Captured CheetahCropped from a photo most likely by Aden Bishar.

Not that I could do it, but it isn’t that hard to chase down a gazelle. The issue is that these really fast animals cannot keep those speeds up for a long period of time. Humans are one of the relatively few animals that can run long distances in the heat. In fact, that’s how we used to hunt: run down animals until they were exhausted so we could easily kill them.

The same thing is going on with cheetahs, which can run up to 64 miles per hour. But I still think you’d have to be crazy to chase one. I mean, they’ve got huge, sharp… They can leap about… Look at the bones![1]
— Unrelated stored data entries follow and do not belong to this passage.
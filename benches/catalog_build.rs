//! Catalog Build Benchmarks
//!
//! Measures request validation and PDF rendering for the sample products,
//! with and without embedded images.
//!
//! Run with: `cargo bench --bench catalog_build`

use criterion::{black_box, criterion_group, criterion_main, BenchmarkId, Criterion, Throughput};
use std::time::Duration;

use catalog_pdf_server::catalog::samples::sample_products;
use catalog_pdf_server::catalog::{parse_entry, BuilderOptions, CatalogBuilder, ProductCatalogEntry};
use catalog_pdf_server::images::{decode_for_embedding, ImageError};
use catalog_pdf_server::render::EmbeddedImage;

fn sample_entries() -> Vec<(String, Vec<u8>, ProductCatalogEntry)> {
    sample_products()
        .iter()
        .map(|product| {
            let body = serde_json::to_vec(product).expect("Failed to serialize sample");
            let entry = parse_entry(&body).expect("Sample failed validation");
            (entry.name.clone(), body, entry)
        })
        .collect()
}

/// Solid-color PNG standing in for a product photo
fn sample_image() -> EmbeddedImage {
    let mut png = Vec::new();
    image::RgbImage::from_pixel(400, 300, image::Rgb([180, 120, 60]))
        .write_to(&mut std::io::Cursor::new(&mut png), image::ImageFormat::Png)
        .expect("Failed to encode PNG");
    decode_for_embedding(&png).expect("Failed to decode PNG")
}

/// Benchmark JSON validation
fn bench_validation(c: &mut Criterion) {
    let mut group = c.benchmark_group("validation");

    for (name, body, _) in sample_entries() {
        group.throughput(Throughput::Bytes(body.len() as u64));
        group.bench_with_input(BenchmarkId::new("parse_entry", &name), &body, |b, body| {
            b.iter(|| black_box(parse_entry(black_box(body)).expect("Sample failed validation")))
        });
    }

    group.finish();
}

/// Benchmark rendering with every image missing
fn bench_build_placeholders(c: &mut Criterion) {
    let builder = CatalogBuilder::new(BuilderOptions::default());

    let mut group = c.benchmark_group("build_placeholders");
    group.measurement_time(Duration::from_secs(10));

    for (name, _, entry) in sample_entries() {
        group.bench_with_input(BenchmarkId::new("sample", &name), &entry, |b, entry| {
            b.iter(|| {
                let images: Vec<Result<EmbeddedImage, ImageError>> = entry
                    .images
                    .iter()
                    .map(|_| Err(ImageError::NotFound { tried: Vec::new() }))
                    .collect();
                black_box(builder.build(black_box(entry), &images).expect("Failed to build"))
            })
        });
    }

    group.finish();
}

/// Benchmark rendering with embedded images
fn bench_build_images(c: &mut Criterion) {
    let builder = CatalogBuilder::new(BuilderOptions::default());
    let image = sample_image();

    let mut group = c.benchmark_group("build_images");
    group.measurement_time(Duration::from_secs(10));

    for (name, _, entry) in sample_entries() {
        group.bench_with_input(BenchmarkId::new("sample", &name), &entry, |b, entry| {
            b.iter(|| {
                let images: Vec<Result<EmbeddedImage, ImageError>> =
                    entry.images.iter().map(|_| Ok(image.clone())).collect();
                black_box(builder.build(black_box(entry), &images).expect("Failed to build"))
            })
        });
    }

    group.finish();
}

criterion_group!(
    benches,
    bench_validation,
    bench_build_placeholders,
    bench_build_images
);
criterion_main!(benches);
But Nur Osman Hassan knew he had to do something when two rogue cheetahs decided that it was a whole lot easier to just kill and eat from his trip of goats.[2] After 15 kills, he finally got a group of neighbors together and they chased the cheetahs. This was done in the middle of the day when the cheetahs’ reletively poor temperature regulation would be their undoing. They chased them for just four miles. Then, according to the BBC, “The cheetahs got so tired they could not run any more.”

This is where the story gets interesting. “The villagers captured them alive and handed them over to the Kenya Wildlife Service.” I’m amazed by this because this doesn’t strike me as the way we would have done it here. I know, cheetahs are threatened species. But in America, the farmers would have just killed the cheetahs and dared the authorities to do anything about it.

I suspect that Hassan especially wanted to catch the cheetahs and turn them over to the authorities, because he wants to be compensated for his 15 goats. But I still think these farmers are better people than we are. And this has nothing to do with any ideas of the noble “savage.” It is just that Americas have been so rich for such a long time that we have a real attitude about what we are supposedly owed.

In the case of Hassan, I suspect that he is none too certain that he’s going to get compensated for his loss. The report does not indicate just how big a farm he has, but I figure he’s a fairly wealthy guy by local standards because he wasn’t even around to manage the situation when it started. So he could easily have taken a more vindictive approach to the cheetahs. Regardless, the situation worked out well for everyone, including the cheetahs. And I hope that Hassan gets his money.


[1] In case you don’t recognize it:

[2] A group of goats is generally referred to as a herd, tribe, or trip. I picked the most oblique.